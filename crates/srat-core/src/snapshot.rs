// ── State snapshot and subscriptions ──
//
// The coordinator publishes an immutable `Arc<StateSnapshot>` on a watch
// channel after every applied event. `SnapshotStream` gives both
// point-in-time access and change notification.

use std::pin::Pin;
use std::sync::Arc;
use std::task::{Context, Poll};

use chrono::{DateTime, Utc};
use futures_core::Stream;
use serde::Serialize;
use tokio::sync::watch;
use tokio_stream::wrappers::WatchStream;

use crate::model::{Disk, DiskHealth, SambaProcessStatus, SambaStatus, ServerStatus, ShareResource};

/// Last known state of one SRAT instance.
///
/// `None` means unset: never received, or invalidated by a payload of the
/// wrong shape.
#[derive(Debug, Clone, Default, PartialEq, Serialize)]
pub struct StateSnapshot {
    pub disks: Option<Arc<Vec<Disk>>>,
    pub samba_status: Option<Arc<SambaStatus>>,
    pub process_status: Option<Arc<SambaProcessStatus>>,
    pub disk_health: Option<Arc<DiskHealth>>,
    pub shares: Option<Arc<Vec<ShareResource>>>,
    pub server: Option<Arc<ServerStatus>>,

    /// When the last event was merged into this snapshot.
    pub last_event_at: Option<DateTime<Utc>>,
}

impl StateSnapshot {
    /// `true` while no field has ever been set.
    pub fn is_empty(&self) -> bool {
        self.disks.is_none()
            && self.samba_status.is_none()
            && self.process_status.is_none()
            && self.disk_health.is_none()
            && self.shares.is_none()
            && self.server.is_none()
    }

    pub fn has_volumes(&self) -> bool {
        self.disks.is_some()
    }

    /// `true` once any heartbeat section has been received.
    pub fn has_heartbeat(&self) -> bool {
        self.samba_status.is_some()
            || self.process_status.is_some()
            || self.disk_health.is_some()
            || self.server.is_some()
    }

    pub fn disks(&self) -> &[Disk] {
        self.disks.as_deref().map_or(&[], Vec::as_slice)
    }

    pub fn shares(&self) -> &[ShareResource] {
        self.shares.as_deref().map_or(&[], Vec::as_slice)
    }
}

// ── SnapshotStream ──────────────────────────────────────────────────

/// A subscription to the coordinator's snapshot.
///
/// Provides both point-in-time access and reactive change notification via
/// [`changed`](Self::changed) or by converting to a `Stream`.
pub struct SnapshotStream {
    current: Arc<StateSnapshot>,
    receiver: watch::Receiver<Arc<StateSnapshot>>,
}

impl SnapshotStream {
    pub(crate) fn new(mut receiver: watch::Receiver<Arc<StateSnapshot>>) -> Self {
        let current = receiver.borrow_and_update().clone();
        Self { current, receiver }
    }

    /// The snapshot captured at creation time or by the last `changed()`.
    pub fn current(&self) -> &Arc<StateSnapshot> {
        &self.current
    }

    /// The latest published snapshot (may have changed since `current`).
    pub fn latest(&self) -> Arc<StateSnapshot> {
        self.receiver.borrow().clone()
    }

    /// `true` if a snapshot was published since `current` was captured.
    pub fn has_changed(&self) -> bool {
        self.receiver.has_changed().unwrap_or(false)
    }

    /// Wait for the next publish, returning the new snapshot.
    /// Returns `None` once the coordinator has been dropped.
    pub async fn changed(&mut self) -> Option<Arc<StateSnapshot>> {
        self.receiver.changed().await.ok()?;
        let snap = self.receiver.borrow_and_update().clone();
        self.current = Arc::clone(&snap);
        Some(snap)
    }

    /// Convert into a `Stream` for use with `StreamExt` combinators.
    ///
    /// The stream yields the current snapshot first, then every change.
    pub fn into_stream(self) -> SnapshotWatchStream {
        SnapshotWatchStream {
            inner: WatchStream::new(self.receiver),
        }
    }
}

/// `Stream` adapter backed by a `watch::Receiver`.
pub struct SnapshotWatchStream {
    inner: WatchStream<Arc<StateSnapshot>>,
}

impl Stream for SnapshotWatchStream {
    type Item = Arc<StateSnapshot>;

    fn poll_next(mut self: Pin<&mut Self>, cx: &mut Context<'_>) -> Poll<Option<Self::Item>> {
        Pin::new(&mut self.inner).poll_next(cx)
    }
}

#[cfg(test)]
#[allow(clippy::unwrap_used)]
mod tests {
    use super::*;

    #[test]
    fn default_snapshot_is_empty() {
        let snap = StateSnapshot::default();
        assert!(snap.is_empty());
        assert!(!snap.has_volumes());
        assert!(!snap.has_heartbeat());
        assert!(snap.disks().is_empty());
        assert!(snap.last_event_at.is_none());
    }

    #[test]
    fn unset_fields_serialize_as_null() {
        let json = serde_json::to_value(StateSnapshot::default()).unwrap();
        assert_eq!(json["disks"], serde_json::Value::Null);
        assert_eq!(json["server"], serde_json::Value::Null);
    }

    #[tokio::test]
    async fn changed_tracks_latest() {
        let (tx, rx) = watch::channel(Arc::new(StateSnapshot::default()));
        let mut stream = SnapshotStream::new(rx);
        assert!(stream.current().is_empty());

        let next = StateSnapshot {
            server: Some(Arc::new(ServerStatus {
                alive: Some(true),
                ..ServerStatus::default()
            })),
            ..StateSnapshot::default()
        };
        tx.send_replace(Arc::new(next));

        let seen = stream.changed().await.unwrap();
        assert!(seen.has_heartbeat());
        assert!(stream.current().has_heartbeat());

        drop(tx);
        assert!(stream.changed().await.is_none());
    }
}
________________________
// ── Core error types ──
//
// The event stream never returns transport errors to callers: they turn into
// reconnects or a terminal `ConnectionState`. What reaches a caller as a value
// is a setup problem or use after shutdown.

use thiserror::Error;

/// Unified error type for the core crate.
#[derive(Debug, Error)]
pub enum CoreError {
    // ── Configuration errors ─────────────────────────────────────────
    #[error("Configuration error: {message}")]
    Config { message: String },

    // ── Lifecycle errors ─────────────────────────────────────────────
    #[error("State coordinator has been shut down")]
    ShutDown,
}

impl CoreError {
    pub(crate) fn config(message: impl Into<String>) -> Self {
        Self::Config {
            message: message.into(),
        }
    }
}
________________________
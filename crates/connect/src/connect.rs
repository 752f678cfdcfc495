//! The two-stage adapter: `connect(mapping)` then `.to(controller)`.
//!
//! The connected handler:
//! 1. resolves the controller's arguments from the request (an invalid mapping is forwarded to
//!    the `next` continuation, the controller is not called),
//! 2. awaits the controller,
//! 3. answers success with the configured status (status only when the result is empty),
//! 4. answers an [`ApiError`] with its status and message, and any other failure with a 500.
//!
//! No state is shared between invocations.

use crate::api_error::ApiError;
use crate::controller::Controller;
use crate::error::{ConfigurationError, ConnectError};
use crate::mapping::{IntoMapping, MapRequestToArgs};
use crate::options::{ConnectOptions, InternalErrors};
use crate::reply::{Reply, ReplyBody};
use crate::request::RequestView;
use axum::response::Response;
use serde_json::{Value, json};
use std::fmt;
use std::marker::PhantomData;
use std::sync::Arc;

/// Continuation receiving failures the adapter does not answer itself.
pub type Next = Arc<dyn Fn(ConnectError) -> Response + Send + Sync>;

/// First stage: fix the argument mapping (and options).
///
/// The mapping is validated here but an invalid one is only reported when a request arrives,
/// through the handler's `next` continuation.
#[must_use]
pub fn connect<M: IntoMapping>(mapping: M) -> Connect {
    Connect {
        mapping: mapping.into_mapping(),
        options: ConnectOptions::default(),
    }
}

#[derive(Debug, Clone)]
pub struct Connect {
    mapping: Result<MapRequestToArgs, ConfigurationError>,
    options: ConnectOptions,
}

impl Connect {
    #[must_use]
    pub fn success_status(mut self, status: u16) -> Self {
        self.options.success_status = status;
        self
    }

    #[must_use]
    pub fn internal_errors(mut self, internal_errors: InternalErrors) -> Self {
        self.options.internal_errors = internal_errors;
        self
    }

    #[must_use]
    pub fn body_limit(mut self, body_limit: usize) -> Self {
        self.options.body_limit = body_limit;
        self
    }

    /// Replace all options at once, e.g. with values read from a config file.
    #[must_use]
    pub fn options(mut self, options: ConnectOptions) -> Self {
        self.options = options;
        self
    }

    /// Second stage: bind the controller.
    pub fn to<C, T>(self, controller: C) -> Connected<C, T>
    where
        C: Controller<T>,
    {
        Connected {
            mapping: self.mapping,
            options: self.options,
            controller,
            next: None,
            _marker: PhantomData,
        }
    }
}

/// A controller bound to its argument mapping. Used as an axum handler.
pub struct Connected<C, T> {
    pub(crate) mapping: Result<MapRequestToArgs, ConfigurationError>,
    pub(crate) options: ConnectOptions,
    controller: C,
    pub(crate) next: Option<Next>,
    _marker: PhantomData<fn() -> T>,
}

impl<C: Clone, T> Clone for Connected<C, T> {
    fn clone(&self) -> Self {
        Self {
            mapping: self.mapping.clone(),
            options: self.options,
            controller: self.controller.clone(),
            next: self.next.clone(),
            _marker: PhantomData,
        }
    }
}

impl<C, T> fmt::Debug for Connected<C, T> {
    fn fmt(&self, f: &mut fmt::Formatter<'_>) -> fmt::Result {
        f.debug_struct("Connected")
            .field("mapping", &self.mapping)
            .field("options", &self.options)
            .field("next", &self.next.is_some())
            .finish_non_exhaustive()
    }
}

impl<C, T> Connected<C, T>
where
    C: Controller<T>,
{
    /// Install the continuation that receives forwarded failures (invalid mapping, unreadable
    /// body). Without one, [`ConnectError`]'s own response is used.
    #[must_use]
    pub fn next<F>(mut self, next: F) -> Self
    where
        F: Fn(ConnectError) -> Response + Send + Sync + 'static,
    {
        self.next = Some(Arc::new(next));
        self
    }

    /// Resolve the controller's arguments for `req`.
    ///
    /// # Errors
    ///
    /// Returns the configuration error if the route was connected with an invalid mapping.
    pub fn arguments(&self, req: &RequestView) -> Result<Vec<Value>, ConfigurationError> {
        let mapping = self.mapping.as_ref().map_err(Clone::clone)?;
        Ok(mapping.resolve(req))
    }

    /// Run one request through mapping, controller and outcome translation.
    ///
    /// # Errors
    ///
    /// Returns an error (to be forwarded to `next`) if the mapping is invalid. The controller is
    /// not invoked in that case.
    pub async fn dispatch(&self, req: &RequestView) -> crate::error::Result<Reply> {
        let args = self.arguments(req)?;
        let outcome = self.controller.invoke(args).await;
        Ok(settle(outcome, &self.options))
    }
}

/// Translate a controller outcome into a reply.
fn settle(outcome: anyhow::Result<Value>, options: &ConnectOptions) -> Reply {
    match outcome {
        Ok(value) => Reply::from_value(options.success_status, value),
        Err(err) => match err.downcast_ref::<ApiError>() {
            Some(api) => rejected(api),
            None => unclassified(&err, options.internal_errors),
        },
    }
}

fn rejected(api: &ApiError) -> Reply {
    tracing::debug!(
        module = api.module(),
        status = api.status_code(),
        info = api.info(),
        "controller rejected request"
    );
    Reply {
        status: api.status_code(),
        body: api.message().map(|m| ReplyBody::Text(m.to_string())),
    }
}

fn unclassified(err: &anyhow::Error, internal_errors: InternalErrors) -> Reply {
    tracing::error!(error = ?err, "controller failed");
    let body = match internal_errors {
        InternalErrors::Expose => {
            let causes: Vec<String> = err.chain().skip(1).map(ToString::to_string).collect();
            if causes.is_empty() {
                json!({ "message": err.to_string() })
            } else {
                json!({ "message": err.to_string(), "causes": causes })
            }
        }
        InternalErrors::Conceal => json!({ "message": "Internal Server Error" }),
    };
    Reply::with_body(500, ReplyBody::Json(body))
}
________________________
**Directions for this task:** Copy each line of the listing that includes "rejected".

**Answer box:**
            Some(api) => rejected(api),
fn rejected(api: &ApiError) -> Reply {
        "controller rejected request"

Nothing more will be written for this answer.